Across the board, Miller’s action is thrilling and precisely articulated. Miller fully embraces his Terminator’s unique skill set and builds his action scenes around those abilities, as well as Grace and Sarah’s, inventing thrilling and unexpected moments that punctuate his tightly constructed set-pieces with plenty of payoff. As a filmmaker, it’s clear that he’s a devotee of Cameron’s school of action, and he’s learned the technique well. The set-pieces move and they move the film forward too, making humanity’s fight for survival feel as ferocious and kinetically thrilling as ever.
Dark Fate isn’t quite a home run though. Like so many films these days, it’s indulgently long and that bloat is particularly noticeable in the third act, when over-extended set-pieces and drawn out resolutions sap the film of its potent energy. The film also treads a little too hard on its messaging at moments, explicitly spelling out some ideas that might be better presented through action than dialogue and hammering a bit too hard on those ideas. But they’re minor problems in a film that’s an overall jamming good time.

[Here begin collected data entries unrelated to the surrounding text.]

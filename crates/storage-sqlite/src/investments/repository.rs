use async_trait::async_trait;
use chrono::Utc;
use diesel::prelude::*;
use diesel::SqliteConnection;
use log::debug;
use std::sync::Arc;
use uuid::Uuid;

use propvest_core::investments::{Investment, InvestmentRepositoryTrait, NewInvestment};
use propvest_core::properties::PropertyStatus;
use propvest_core::users::KycStatus;
use propvest_core::{Error, Result};

use super::model::InvestmentDB;
use crate::db::{get_connection, DbPool, WriteHandle};
use crate::errors::IntoCore;
use crate::schema::{investments, properties};
use crate::users::current_kyc_status;
use crate::utils::count_to_db;

pub struct InvestmentRepository {
    pool: Arc<DbPool>,
    writer: WriteHandle,
}

impl InvestmentRepository {
    pub fn new(pool: Arc<DbPool>, writer: WriteHandle) -> Self {
        InvestmentRepository { pool, writer }
    }
}

/// Takes `shares` out of the listing's free float inside the caller's
/// transaction, marking it sold out when nothing is left. The listing must
/// still be `AVAILABLE` when the write runs.
fn reserve_shares(conn: &mut SqliteConnection, property_id: &str, shares: i64) -> Result<()> {
    let (status, available): (String, Option<i64>) = properties::table
        .find(property_id)
        .select((properties::status, properties::available_shares))
        .first(conn)
        .into_core()?;
    if status != PropertyStatus::Available.as_str() {
        return Err(Error::ConstraintViolation(format!(
            "Property {} is {}",
            property_id, status
        )));
    }
    let available = available.ok_or_else(|| {
        Error::ConstraintViolation(format!(
            "Property {} is not open for fractional investment",
            property_id
        ))
    })?;
    if available < shares {
        return Err(Error::ConstraintViolation(format!(
            "Only {} shares are available",
            available
        )));
    }

    let remaining = available - shares;
    let now = Utc::now().naive_utc();
    diesel::update(properties::table.find(property_id))
        .set((
            properties::available_shares.eq(Some(remaining)),
            properties::updated_at.eq(now),
        ))
        .execute(conn)
        .into_core()?;
    if remaining == 0 {
        diesel::update(properties::table.find(property_id))
            .set(properties::status.eq(PropertyStatus::SoldOut.as_str()))
            .execute(conn)
            .into_core()?;
    }
    debug!("Reserved {} shares of {}, {} left", shares, property_id, remaining);
    Ok(())
}

#[async_trait]
impl InvestmentRepositoryTrait for InvestmentRepository {
    fn list_for_user(&self, user_id: &str) -> Result<Vec<Investment>> {
        let mut conn = get_connection(&self.pool)?;
        let rows = investments::table
            .filter(investments::user_id.eq(user_id))
            .select(InvestmentDB::as_select())
            .order(investments::created_at.desc())
            .load::<InvestmentDB>(&mut conn)
            .into_core()?;
        Ok(rows.into_iter().map(Investment::from).collect())
    }

    fn get_by_id(&self, investment_id: &str) -> Result<Investment> {
        let mut conn = get_connection(&self.pool)?;
        let row = investments::table
            .find(investment_id)
            .select(InvestmentDB::as_select())
            .first::<InvestmentDB>(&mut conn)
            .into_core()?;
        Ok(Investment::from(row))
    }

    async fn purchase(&self, new_investment: NewInvestment) -> Result<Investment> {
        self.writer
            .exec(move |conn: &mut SqliteConnection| -> Result<Investment> {
                if current_kyc_status(conn, &new_investment.user_id)? != KycStatus::Approved {
                    return Err(Error::PermissionDenied(
                        "KYC verification must be approved before investing".to_string(),
                    ));
                }
                let shares = count_to_db(new_investment.shares, "shares")?;
                reserve_shares(conn, &new_investment.property_id, shares)?;

                let row = InvestmentDB::from_new(
                    Uuid::new_v4().to_string(),
                    new_investment,
                    Utc::now().naive_utc(),
                )?;
                let inserted = diesel::insert_into(investments::table)
                    .values(&row)
                    .returning(InvestmentDB::as_returning())
                    .get_result(conn)
                    .into_core()?;
                Ok(Investment::from(inserted))
            })
            .await
    }
}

Bottom line, Dark Fate is the return to form for the beloved title that we’ve all been waiting for. The characters get their due, the action is top-tier, and the cast is aces. Miller understands the world he’s working in and embraces it fully, offering a new chapter for these beloved characters and, despite the grim title, promising a bright future for one of the greatest but long-suffering franchises in movie history.